# The task
Tally up the lines below that include the word "success". Answer with the number alone.

# Provided records
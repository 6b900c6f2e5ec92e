use std::path::Path;

use chrono::Local;

use racketbook::{Combination, Suggestion};

use crate::ui::text::ColoredText;
use crate::ui::theme::Icon;

fn saved_at_local(combination: &Combination) -> String {
    combination
        .saved_at
        .with_timezone(&Local)
        .format("%Y-%m-%d %H:%M")
        .to_string()
}

fn rubbers(front: &str, back: &str) -> String {
    if back.is_empty() {
        front.to_string()
    } else {
        format!("{} / {}", front, back)
    }
}

pub fn render_suggestion(suggestion: &Suggestion, color: bool, unicode: bool) -> String {
    let eq = &suggestion.equipment;
    format!(
        "{} {} ({})\n  Racket:  {}\n  Rubbers: {}\n  {} {}\n",
        Icon::Bullet.glyph(unicode),
        ColoredText::info(format!("Suggestion for {}", suggestion.playstyle))
            .bold()
            .render(color),
        suggestion.resolved,
        eq.racket,
        rubbers(&eq.front, &eq.back),
        Icon::Arrow.glyph(unicode),
        ColoredText::dim(&suggestion.label).render(color),
    )
}

/// One-line confirmation after a write, e.g. `✓ Saved #3 Attacker: ...`.
pub fn render_written(verb: &str, combination: &Combination, color: bool, unicode: bool) -> String {
    format!(
        "{} {} {}\n",
        ColoredText::success(Icon::Success.glyph(unicode)).render(color),
        ColoredText::success(format!("{} #{}", verb, combination.id)).render(color),
        combination.summary()
    )
}

pub struct RecentListView<'a> {
    combinations: &'a [Combination],
    location: &'a Path,
}

impl<'a> RecentListView<'a> {
    pub fn new(combinations: &'a [Combination], location: &'a Path) -> Self {
        Self {
            combinations,
            location,
        }
    }

    pub fn render(&self, color: bool, unicode: bool) -> String {
        let mut out = String::new();
        out.push_str(&format!(
            "{} {}\n\n",
            ColoredText::info("Saved combinations").bold().render(color),
            ColoredText::dim(format!("({})", self.location.display())).render(color)
        ));

        if self.combinations.is_empty() {
            out.push_str(&format!(
                "{}\n",
                ColoredText::dim("Nothing saved yet. Try `racketbook suggest attacker --save`.")
                    .render(color)
            ));
            return out;
        }

        for c in self.combinations {
            out.push_str(&format!(
                "{} {} {}  {}\n",
                Icon::Bullet.glyph(unicode),
                ColoredText::plain(format!("#{:<4}", c.id)).bold().render(color),
                ColoredText::dim(saved_at_local(c)).render(color),
                c.playstyle
            ));
            out.push_str(&format!(
                "    {} + {}\n",
                c.racket,
                rubbers(&c.rubber_front, &c.rubber_back)
            ));
            if !c.notes.is_empty() {
                out.push_str(&format!("    {}\n", ColoredText::dim(&c.notes).render(color)));
            }
        }
        out
    }
}

pub fn render_classification(
    racket: &str,
    front: &str,
    back: &str,
    label: &str,
    color: bool,
) -> String {
    format!(
        "{} + {}\n{}\n",
        racket,
        rubbers(front, back),
        ColoredText::info(label).bold().render(color)
    )
}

# Written solution
2